No one has been formally nominated by anyone at
all, yet the 2016 presidential election has already turned into one of the
oddest presidential campaigns our nation has known. But even before anyone
wins, the American people itself has won by following its rejection of
race-based limitation—informal and surely illegal but wholly real until it suddenly wasn’t—on a
citizen’s right to run for the highest office in the land with a rejection of
the parallel gender-based limitation, one also un-enshrined in law and rarely
mentioned in polite company but also entirely real in terms of the effect it
had on women’s aspirations for political office.
I suppose Bernie Sanders deserves mention in
this complex of ideas as well. He was, after all, the first Jew (and also the
first non-Christian) ever to win a state in a presidential primary. So
it feels right to see his campaign—and his twenty-three primary wins—as
constituting a kind of third leg in the repudiation of irrational prejudice
based of race, gender, or religion.
Maybe our nation really is growing up! Others
paved the way, obviously. (Shirley Chisholm, for example, cleared a path both for
President Obama and for Hillary Clinton when she, a black person and a
woman, ran for president in 1972.) And the issues in play remain complicated.
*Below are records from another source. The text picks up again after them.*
//! An in-memory catalog.
//!
//! The [`MemoryCatalog`] knows nothing about files. It owns the ordered list
//! of records and the rules for identity and timestamps; the file-backed
//! store wraps it.

use tracing::instrument;

use crate::{
    domain::{GiftDraft, GiftId, GiftRecord},
    storage::repository::{CatalogRepository, Clock, RepositoryError, SystemClock},
};

/// An ordered, in-memory list of gift records.
#[derive(Debug, Default)]
pub struct MemoryCatalog<C = SystemClock> {
    gifts: Vec<GiftRecord>,
    clock: C,
}

impl MemoryCatalog {
    /// Creates a catalog seeded with the given records.
    #[must_use]
    pub const fn new(gifts: Vec<GiftRecord>) -> Self {
        Self {
            gifts,
            clock: SystemClock,
        }
    }
}

impl<C: Clock> MemoryCatalog<C> {
    /// Creates a catalog that takes timestamps from `clock`.
    #[must_use]
    pub const fn with_clock(gifts: Vec<GiftRecord>, clock: C) -> Self {
        Self { gifts, clock }
    }

    /// Picks an identifier derived from `millis` that no record uses yet.
    ///
    /// Two gifts created within the same millisecond would otherwise
    /// collide, so the value is bumped until it is free.
    fn fresh_id(&self, millis: i64) -> GiftId {
        let mut candidate = millis;
        loop {
            let id = GiftId::from_millis(candidate);
            if !self.gifts.iter().any(|gift| gift.id == id) {
                return id;
            }
            candidate += 1;
        }
    }

    fn position(&self, id: &GiftId) -> Option<usize> {
        self.gifts.iter().position(|gift| &gift.id == id)
    }
}

impl<C: Clock> CatalogRepository for MemoryCatalog<C> {
    fn list(&self) -> &[GiftRecord] {
        &self.gifts
    }

    #[instrument(skip(self, draft), fields(name = %draft.name))]
    fn create(&mut self, draft: GiftDraft) -> Result<GiftRecord, RepositoryError> {
        let now = self.clock.now();
        let id = self.fresh_id(now.timestamp_millis());
        let gift = GiftRecord::new(id, draft, now);
        tracing::debug!(id = %gift.id, "created gift");
        self.gifts.push(gift.clone());
        Ok(gift)
    }

    #[instrument(skip(self, draft))]
    fn update(&mut self, id: &GiftId, draft: GiftDraft) -> Result<GiftRecord, RepositoryError> {
        let now = self.clock.now();
        let index = self
            .position(id)
            .ok_or_else(|| RepositoryError::NotFound(id.clone()))?;
        let gift = &mut self.gifts[index];
        gift.apply(draft, now);
        tracing::debug!(%id, "updated gift");
        Ok(gift.clone())
    }

    #[instrument(skip(self))]
    fn delete(&mut self, id: &GiftId) -> Result<Option<GiftRecord>, RepositoryError> {
        let removed = self.position(id).map(|index| self.gifts.remove(index));
        if removed.is_none() {
            tracing::debug!(%id, "nothing to delete");
        }
        Ok(removed)
    }
}
//! Creates many gifts in quick succession.
//!
//! Most creations land in the same millisecond, so identifier assignment has
//! to walk past the ones already taken.

#![allow(missing_docs)]

use criterion::{BatchSize, Criterion, criterion_group, criterion_main};
use giftdesk::{CatalogRepository, GiftDraft, JsonCatalog, MemoryCatalog};
use tempfile::TempDir;

fn draft(i: usize) -> GiftDraft {
    GiftDraft::named(format!("Gift {i}"))
        .unwrap()
        .with_prices(100, 500)
        .with_occasions(["Diwali", "Corporate Gifts"])
}

fn create_in_memory(c: &mut Criterion) {
    c.bench_function("create 500 gifts in memory", |b| {
        b.iter_batched(
            || MemoryCatalog::new(Vec::new()),
            |mut catalog| {
                for i in 0..500 {
                    catalog.create(draft(i)).unwrap();
                }
                catalog
            },
            BatchSize::SmallInput,
        );
    });
}

fn create_in_file(c: &mut Criterion) {
    c.bench_function("create 50 gifts in a json file", |b| {
        b.iter_batched(
            || {
                let tmp_dir = TempDir::new().unwrap();
                let catalog = JsonCatalog::open(tmp_dir.path().join("gifts.json")).unwrap();
                (tmp_dir, catalog)
            },
            |(tmp_dir, mut catalog)| {
                for i in 0..50 {
                    catalog.create(draft(i)).unwrap();
                }
                tmp_dir
            },
            BatchSize::SmallInput,
        );
    });
}

criterion_group!(benches, create_in_memory, create_in_file);
criterion_main!(benches);
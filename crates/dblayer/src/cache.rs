//! Optional read-through cache for SELECT results.
//!
//! The crate ships no driver; plug one in with [`Database::set_cache`](crate::Database::set_cache)
//! and opt a query in with [`QueryBuilder::remember`](crate::QueryBuilder::remember).

use crate::error::OrmResult;
use crate::row::Row;
use crate::value::Value;
use async_trait::async_trait;
use std::time::Duration;

/// Key/value store for cached result sets.
#[async_trait]
pub trait CacheDriver: Send + Sync {
    async fn get(&self, key: &str) -> Option<Vec<Row>>;

    async fn set(&self, key: &str, rows: Vec<Row>, ttl: Duration);

    async fn forget(&self, key: &str);
}

/// Cache key for a rendered statement and its arguments.
pub fn cache_key(sql: &str, args: &[Value]) -> OrmResult<String> {
    Ok(format!("dblayer:{sql}:{}", serde_json::to_string(args)?))
}

#[cfg(test)]
mod tests {
    use super::*;

    #[test]
    fn key_distinguishes_arguments() {
        let a = cache_key("SELECT * FROM t WHERE id = ?", &crate::args![1]).unwrap();
        let b = cache_key("SELECT * FROM t WHERE id = ?", &crate::args![2]).unwrap();
        let c = cache_key("SELECT * FROM t WHERE id = ?", &crate::args!["1"]).unwrap();
        assert_ne!(a, b);
        assert_ne!(a, c);
    }
}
But the days of women having to dress up, either literally or figuratively,
like men to be considered worthy candidates for public office are clearly over.
And so our nation joins India, Israel, Germany, and the U.K.—as well as many
smaller countries like Ireland and Iceland—in setting aside as irrelevant the
concept of gender when it comes to choosing an able national leader. My own feelings about all of this year’s crop
of candidates are fairly conflicted. (More on that in the months to come.) But
I know progress when I see it. And I think therefore that Mrs. Clinton’s
designation as the presumptive candidate should be something of which we can
all be proud. If her nomination leads to a national discussion of gender-based
issues—and particularly to the timely demise of the notion that men or women
are supposed to “be” one way or the other, and that failing to behave according
to these pre-conceived norms is a sign of mental confusion, emotional distress,
or moral turpitude—then that would be a very positive development indeed.